Benedict Howards is the owner of a very important company in the field of cryogenics. Jack Barron attacks him because the company offers the possibility of hibernation only to the people who can pay a large sum and is just the start of a clash between the two of them. Howards decides that the best solution is to buy Barron but to succeed he must also reveal to him the secrets of his company.
Since its first publication, “Bug Jack Barron” raised controversy and was initially rejected by several American publishers. It was Michael Moorcock, who at the time was running the British magazine “New Worlds” who published a version of the novel shorter than the final one facing some of censorship problems.
The red hot themes of the novel, developed using a language that today can be considered very politically incorrect, was really difficult to sell in the 1960s. In the end, the final version was published in the USA as well even though the controversy went on for a long time.
Norman Spinrad took a ideas from the political and social situation of the 1960s projecting possible developments a few decades into the future while maintaining the racial problems of the time, still a red hot topic today. The result is an extremely crude and cynical story but today we can consider it all too plausible.
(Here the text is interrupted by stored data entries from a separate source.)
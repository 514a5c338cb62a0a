//! Rust client SDK for a remote node speaking JSON-RPC over two transports.
//!
//! The crate is organized by transport surface:
//! - `http`: request/response client for single and batched calls.
//! - `stream`: realtime websocket client, subscription registry, and
//!   automatic reconnect handling.
//! - `envelope`: JSON-RPC wire envelopes shared by both transports.
//! - `endpoint`: endpoint pair and stream-URL derivation.
//! - `backoff`: reconnect backoff policy and timeout helpers.

/// Reconnect backoff policy and timeout helpers.
pub mod backoff;
/// Endpoint pair and stream-URL derivation.
pub mod endpoint;
/// JSON-RPC envelopes and inbound frame classification.
pub mod envelope;
/// HTTP request/response client and batched calls.
pub mod http;
/// Realtime stream client and event subscriptions.
pub mod stream;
In fact, apart from its science fiction idea, the plot seems all too realistic.
The protagonist Jack Barron is a television host who has a great success and for this reason has a strong influence on his audience. He’s a former member of the protest movements of the 1960s who made his fortune with the result that he abandoned all idealism and uses his program cynically for his agenda.
The talk show “Bug Jack Barron” is often a battleground for fights with politicians and important entrepreneurs but the one with Benedict Howards goes beyond any past one. Howards owns a cryogenic industry that promises hibernation to anyone who can afford to pay $50,000 (in the 1960s those were worth much more than today!). What seems a cynical contrast between rich and poor people is just the beginning of a much more complex story.
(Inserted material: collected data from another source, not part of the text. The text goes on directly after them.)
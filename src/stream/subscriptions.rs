//! Subscription registry mapping subscription ids to event handlers.
//!
//! The registry is owned by the stream client and outlives any single
//! physical connection, which lets the connection worker re-establish
//! subscriptions after a reconnect using the stored filters.

use std::collections::HashMap;
use std::sync::{Arc, Mutex};

use serde_json::Value;
use tracing::debug;

use crate::envelope::SubscriptionId;

type EventHandler = Arc<Mutex<dyn FnMut(Value) + Send>>;

struct SubscriptionEntry {
    filter: Value,
    handler: EventHandler,
}

/// Routes inbound push events to caller-supplied handlers by subscription id.
#[derive(Default)]
pub struct SubscriptionRegistry {
    entries: Mutex<HashMap<SubscriptionId, SubscriptionEntry>>,
}

impl SubscriptionRegistry {
    pub fn new() -> Self {
        Self::default()
    }

    /// Installs `on_event` under `id`, replacing any previous handler.
    ///
    /// The filter is kept so the connection worker can resubscribe with it
    /// after a reconnect.
    pub fn insert<F>(&self, id: SubscriptionId, filter: Value, on_event: F)
    where
        F: FnMut(Value) + Send + 'static,
    {
        if let Ok(mut entries) = self.entries.lock() {
            entries.insert(
                id,
                SubscriptionEntry {
                    filter,
                    handler: Arc::new(Mutex::new(on_event)),
                },
            );
        }
    }

    /// Removes the handler for `id` and reports whether one was present.
    ///
    /// Idempotent: removing an unknown or already-removed id returns `false`
    /// and has no other effect.
    pub fn remove(&self, id: SubscriptionId) -> bool {
        self.entries
            .lock()
            .map(|mut entries| entries.remove(&id).is_some())
            .unwrap_or(false)
    }

    /// Invokes the handler registered for `id` with `event`, exactly once.
    ///
    /// Events for unknown ids (never registered, already unsubscribed, or
    /// issued by a previous connection generation) are silently discarded.
    pub fn dispatch(&self, id: SubscriptionId, event: Value) {
        let handler = self
            .entries
            .lock()
            .ok()
            .and_then(|entries| entries.get(&id).map(|entry| Arc::clone(&entry.handler)));

        match handler {
            Some(handler) => {
                if let Ok(mut handler) = handler.lock() {
                    (&mut *handler)(event);
                }
            }
            None => {
                debug!(event = "subscription_event_dropped", subscription = id);
            }
        }
    }

    /// Snapshot of all active ids and their filters, for resubscription.
    pub fn snapshot(&self) -> Vec<(SubscriptionId, Value)> {
        self.entries
            .lock()
            .map(|entries| {
                entries
                    .iter()
                    .map(|(id, entry)| (*id, entry.filter.clone()))
                    .collect()
            })
            .unwrap_or_default()
    }

    /// Moves the entry for `old` under `new`, keeping filter and handler.
    ///
    /// Returns `false` when `old` is no longer registered (unsubscribed while
    /// the reconnect was in flight).
    pub fn rebind(&self, old: SubscriptionId, new: SubscriptionId) -> bool {
        self.entries
            .lock()
            .map(|mut entries| match entries.remove(&old) {
                Some(entry) => {
                    entries.insert(new, entry);
                    true
                }
                None => false,
            })
            .unwrap_or(false)
    }

    pub fn len(&self) -> usize {
        self.entries.lock().map(|entries| entries.len()).unwrap_or(0)
    }

    pub fn is_empty(&self) -> bool {
        self.len() == 0
    }
}

impl std::fmt::Debug for SubscriptionRegistry {
    fn fmt(&self, f: &mut std::fmt::Formatter<'_>) -> std::fmt::Result {
        f.debug_struct("SubscriptionRegistry")
            .field("active", &self.len())
            .finish()
    }
}

#[cfg(test)]
mod tests {
    use std::sync::atomic::{AtomicUsize, Ordering};
    use std::sync::Arc;

    use serde_json::json;

    use super::SubscriptionRegistry;

    fn counting_handler() -> (Arc<AtomicUsize>, impl FnMut(serde_json::Value) + Send + 'static) {
        let calls = Arc::new(AtomicUsize::new(0));
        let calls_in_handler = Arc::clone(&calls);
        let handler = move |_event| {
            calls_in_handler.fetch_add(1, Ordering::SeqCst);
        };
        (calls, handler)
    }

    #[test]
    fn dispatch_invokes_registered_handler_exactly_once() {
        let registry = SubscriptionRegistry::new();
        let seen = Arc::new(std::sync::Mutex::new(Vec::new()));
        let seen_in_handler = Arc::clone(&seen);
        registry.insert(7, json!({"kind": "all"}), move |event| {
            if let Ok(mut seen) = seen_in_handler.lock() {
                seen.push(event);
            }
        });

        registry.dispatch(7, json!({"seq": 1}));

        let seen = seen.lock().expect("seen");
        assert_eq!(seen.as_slice(), &[json!({"seq": 1})]);
    }

    #[test]
    fn dispatch_for_unknown_id_invokes_nothing() {
        let registry = SubscriptionRegistry::new();
        let (calls, handler) = counting_handler();
        registry.insert(1, json!(null), handler);

        registry.dispatch(2, json!({"seq": 1}));
        assert_eq!(calls.load(Ordering::SeqCst), 0);
    }

    #[test]
    fn dispatch_after_unsubscribe_invokes_nothing() {
        let registry = SubscriptionRegistry::new();
        let (calls, handler) = counting_handler();
        registry.insert(3, json!(null), handler);

        assert!(registry.remove(3));
        registry.dispatch(3, json!({"seq": 1}));
        assert_eq!(calls.load(Ordering::SeqCst), 0);
    }

    #[test]
    fn remove_of_never_registered_id_returns_false() {
        let registry = SubscriptionRegistry::new();
        assert!(!registry.remove(42));
        // Removing twice is a no-op as well.
        let (_, handler) = counting_handler();
        registry.insert(42, json!(null), handler);
        assert!(registry.remove(42));
        assert!(!registry.remove(42));
    }

    #[test]
    fn rebind_moves_handler_to_new_id() {
        let registry = SubscriptionRegistry::new();
        let (calls, handler) = counting_handler();
        registry.insert(5, json!({"filter": 1}), handler);

        assert!(registry.rebind(5, 99));
        registry.dispatch(5, json!({"seq": 1}));
        assert_eq!(calls.load(Ordering::SeqCst), 0);
        registry.dispatch(99, json!({"seq": 2}));
        assert_eq!(calls.load(Ordering::SeqCst), 1);
    }

    #[test]
    fn rebind_of_unsubscribed_id_returns_false() {
        let registry = SubscriptionRegistry::new();
        assert!(!registry.rebind(1, 2));
    }

    #[test]
    fn snapshot_reports_stored_filters() {
        let registry = SubscriptionRegistry::new();
        let (_, handler) = counting_handler();
        registry.insert(8, json!({"sender": "0x2"}), handler);

        let snapshot = registry.snapshot();
        assert_eq!(snapshot, vec![(8, json!({"sender": "0x2"}))]);
    }
}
The development of the clash between Jack Barron and Benedict Howards gradually reveals a number of secrets. Behind the science fiction idea there are many political and social elements that describe the power struggles, corruption and the idea that in the end everyone can be bought, it’s just a matter of knowing their price, which is not necessarily to be paid in money.
Jack Barron’s ex wife Sara gets involved in the clashes as well. She kept certain ideals, albeit watered down by drug use, so she didn’t accept the way that Jack built his success. The relationship between the two of them is sick because there are still feelings but they’re somewhat polluted by everything that happened over the years.
The story becomes more and more brutal because Benedict Howards is the type of person who stops at nothing to get what he wants and the revelation of some secrets adds an almost horror tone. The relationships among the characters become increasingly complex and twisted reflecting narcissism, materialism and search for power in various forms. “Bug Jack Barron” is a novel very character-oriented, not only based on ideas, so the protagonists are well developed with their strengths and weaknesses and above all with their emotions.
In some ways, Norman Spinrad was really a forerunner with this novel. He predicted today’s use of television, where the news are often the first to turn news into a show omitting the truth when they think that it wouldn’t earn them enough audience. That also influenced the way of doing politics and for example we can see it when election – or referendum – campaigns are based not on programs but there’s a strong focus on personal attacks and appeal to people’s emotions.
It’s precisely for these reasons that “Bug Jack Barron” is not a dated novel like others from the 1960s but actually in some ways even more important today. It’s precisely for these reasons that in my opinion you have to read it.